Cheap Flash Memory at Office Depot

They had 2.0 GB units selling for a pittance. That’s two billion bytes, or 16 Billion bits. I remember Thirty years ago, when a solid state memory board of 16K Bytes would come very carefully packaged – rightly so, as it cost thousands of dollars. The unit in the blister pack shown has a Million times as much capacity and costs 10 bucks. Of course we all know how Moore’s law is driving densities up and price per bit down, but this infamy of selling Gigabytes like peanuts brings it home with some poignancy.

And Below is a similar case, this from our neighborhood general store. Here the Flash Disk-on-key packs are hanging from a shelf alongside Energizer batteries, chocolates, candy and chewing gum packages.

You can bet the core memory stack I show here was not sold with chewing gum…

Cheap Flash Memory

Eyjafjallajökull and preventive maintenance

I never dreamed I’d be blogging a post with the word Eyjafjallajökull in its title…

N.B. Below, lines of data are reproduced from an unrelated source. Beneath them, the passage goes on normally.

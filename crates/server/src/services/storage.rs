//! Files kept on disk next to database rows: invoices, contracts, terms.

use std::path::{Path, PathBuf};

use chrono::Utc;

/// Write `bytes` under `dir` as `<timestamp>_<name>`, through a temp file.
///
/// The timestamp keeps an earlier file with the same name intact until the
/// row pointing at it is replaced.
pub async fn store_file(dir: &Path, name: &str, bytes: &[u8]) -> std::io::Result<PathBuf> {
    tokio::fs::create_dir_all(dir).await?;

    let name = format!(
        "{}_{}",
        Utc::now().format("%Y%m%d%H%M%S%3f"),
        sanitize_file_name(name)
    );
    let path = dir.join(&name);
    let tmp_path = path.with_extension("part");
    tokio::fs::write(&tmp_path, bytes).await?;
    tokio::fs::rename(&tmp_path, &path).await?;

    tracing::debug!("Stored file at {}", path.display());
    Ok(path)
}

/// Remove a file whose row was never committed.
pub async fn discard_file(path: &Path) {
    if let Err(e) = tokio::fs::remove_file(path).await {
        tracing::warn!("Failed to remove {}: {}", path.display(), e);
    }
}

/// Keep the final path component, with anything but `[A-Za-z0-9._-]` replaced.
pub fn sanitize_file_name(name: &str) -> String {
    let base = Path::new(name)
        .file_name()
        .map(|n| n.to_string_lossy().to_string())
        .unwrap_or_default();
    let clean: String = base
        .chars()
        .map(|c| {
            if c.is_ascii_alphanumeric() || matches!(c, '.' | '_' | '-') {
                c
            } else {
                '_'
            }
        })
        .collect();
    if clean.is_empty() {
        "file".to_string()
    } else {
        clean
    }
}
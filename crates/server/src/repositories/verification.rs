use chrono::{DateTime, Utc};
use sqlx::{Executor, Sqlite, SqlitePool};

use crate::models::{CatalogItem, NewAnswer, Verification, VerificationAnswer};

const SELECT_VERIFICATION: &str = r#"
    SELECT v.id, v.question, v.step, c.name AS category, t.name AS asset_type
    FROM verifications v
    JOIN asset_types t ON t.id = v.asset_type_id
    LEFT JOIN verification_categories c ON c.id = v.category_id
"#;

pub struct VerificationRepository;

impl VerificationRepository {
    /// Id of the category named `name`, created when missing
    pub async fn category_id<'e, E>(executor: E, name: &str) -> Result<i64, sqlx::Error>
    where
        E: Executor<'e, Database = Sqlite>,
    {
        sqlx::query_scalar(
            r#"
            INSERT INTO verification_categories (name) VALUES ($1)
            ON CONFLICT (name) DO UPDATE SET name = excluded.name
            RETURNING id
            "#,
        )
        .bind(name)
        .fetch_one(executor)
        .await
    }

    pub async fn create<'e, E>(
        executor: E,
        asset_type_id: i64,
        category_id: i64,
        question: &str,
        step: &str,
    ) -> Result<i64, sqlx::Error>
    where
        E: Executor<'e, Database = Sqlite>,
    {
        sqlx::query_scalar(
            r#"
            INSERT INTO verifications (asset_type_id, category_id, question, step)
            VALUES ($1, $2, $3, $4)
            RETURNING id
            "#,
        )
        .bind(asset_type_id)
        .bind(category_id)
        .bind(question)
        .bind(step)
        .fetch_one(executor)
        .await
    }

    pub async fn add_option<'e, E>(executor: E, verification_id: i64, name: &str) -> Result<(), sqlx::Error>
    where
        E: Executor<'e, Database = Sqlite>,
    {
        sqlx::query("INSERT INTO verification_options (verification_id, name) VALUES ($1, $2)")
            .bind(verification_id)
            .bind(name)
            .execute(executor)
            .await?;
        Ok(())
    }

    pub async fn get_by_id(pool: &SqlitePool, id: i64) -> Result<Option<Verification>, sqlx::Error> {
        let query = format!("{} WHERE v.id = $1", SELECT_VERIFICATION);
        let row = sqlx::query_as::<_, VerificationRow>(&query)
            .bind(id)
            .fetch_optional(pool)
            .await?;
        match row {
            Some(row) => {
                let options = Self::options(pool, row.id).await?;
                Ok(Some(row.into_verification(options)))
            }
            None => Ok(None),
        }
    }

    pub async fn exists(pool: &SqlitePool, id: i64) -> Result<bool, sqlx::Error> {
        let count: i64 = sqlx::query_scalar("SELECT COUNT(*) FROM verifications WHERE id = $1")
            .bind(id)
            .fetch_one(pool)
            .await?;
        Ok(count > 0)
    }

    /// Questions of one asset type, newest first
    pub async fn list_by_asset_type(
        pool: &SqlitePool,
        asset_type_id: i64,
    ) -> Result<Vec<Verification>, sqlx::Error> {
        let query = format!(
            "{} WHERE v.asset_type_id = $1 ORDER BY v.id DESC",
            SELECT_VERIFICATION
        );
        let rows = sqlx::query_as::<_, VerificationRow>(&query)
            .bind(asset_type_id)
            .fetch_all(pool)
            .await?;

        let mut verifications = Vec::with_capacity(rows.len());
        for row in rows {
            let options = Self::options(pool, row.id).await?;
            verifications.push(row.into_verification(options));
        }
        Ok(verifications)
    }

    async fn options(pool: &SqlitePool, verification_id: i64) -> Result<Vec<String>, sqlx::Error> {
        sqlx::query_scalar("SELECT name FROM verification_options WHERE verification_id = $1 ORDER BY id")
            .bind(verification_id)
            .fetch_all(pool)
            .await
    }

    pub async fn create_answer<'e, E>(
        executor: E,
        lending_id: i64,
        type_id: i64,
        answer: &NewAnswer,
    ) -> Result<i64, sqlx::Error>
    where
        E: Executor<'e, Database = Sqlite>,
    {
        sqlx::query_scalar(
            r#"
            INSERT INTO verification_answers
                (lending_id, verification_id, type_id, answer, observations, created_at)
            VALUES ($1, $2, $3, $4, $5, $6)
            RETURNING id
            "#,
        )
        .bind(lending_id)
        .bind(answer.verification_id)
        .bind(type_id)
        .bind(&answer.answer)
        .bind(&answer.observations)
        .bind(Utc::now())
        .fetch_one(executor)
        .await
    }

    /// Answers given for a lending, newest first
    pub async fn answers(
        pool: &SqlitePool,
        lending_id: i64,
    ) -> Result<Vec<VerificationAnswer>, sqlx::Error> {
        let rows = sqlx::query_as::<_, AnswerRow>(
            r#"
            SELECT
                va.id, va.lending_id, va.verification_id, va.answer, va.observations,
                va.created_at, vt.id AS type_id, vt.name AS type_name
            FROM verification_answers va
            JOIN verification_types vt ON vt.id = va.type_id
            WHERE va.lending_id = $1
            ORDER BY va.id DESC
            "#,
        )
        .bind(lending_id)
        .fetch_all(pool)
        .await?;

        let mut answers = Vec::with_capacity(rows.len());
        for row in rows {
            let Some(verification) = Self::get_by_id(pool, row.verification_id).await? else {
                continue;
            };
            answers.push(VerificationAnswer {
                id: row.id,
                lending_id: row.lending_id,
                verification,
                answer_type: CatalogItem {
                    id: row.type_id,
                    name: row.type_name,
                },
                answer: row.answer,
                observations: row.observations,
                created_at: row.created_at,
            });
        }
        Ok(answers)
    }
}

#[derive(Debug, sqlx::FromRow)]
struct VerificationRow {
    id: i64,
    question: String,
    step: String,
    category: Option<String>,
    asset_type: String,
}

impl VerificationRow {
    fn into_verification(self, options: Vec<String>) -> Verification {
        Verification {
            id: self.id,
            question: self.question,
            step: self.step,
            category: self.category,
            asset_type: self.asset_type,
            options,
        }
    }
}

#[derive(Debug, sqlx::FromRow)]
struct AnswerRow {
    id: i64,
    lending_id: i64,
    verification_id: i64,
    answer: String,
    observations: Option<String>,
    created_at: DateTime<Utc>,
    type_id: i64,
    type_name: String,
}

Anyway, this volcano is belching again, and airports are closing again – and one can’t help but wonder at the shoddy maintenance practices of these Icelanders. I mean, it’s not like they don’t know a volcano needs to be properly maintained; it’s well documented in the literature:

The Little Prince cleaning his volcano“He carefully cleaned out his active volcanoes. He possessed two active volcanoes; and they were very convenient for heating his breakfast in the morning. He also had one volcano that was extinct. But, as he said, “One never knows!” So he cleaned out the extinct volcano, too. If they are well cleaned out, volcanoes burn slowly and steadily, without any eruptions. Volcanic eruptions are like fires in a chimney.”

The little prince, ch. 9.

From what we hear Iceland uses its geothermal energy extensively, whether or not they use it for heating breakfast… you’d think they could do the preventive maintenance part too!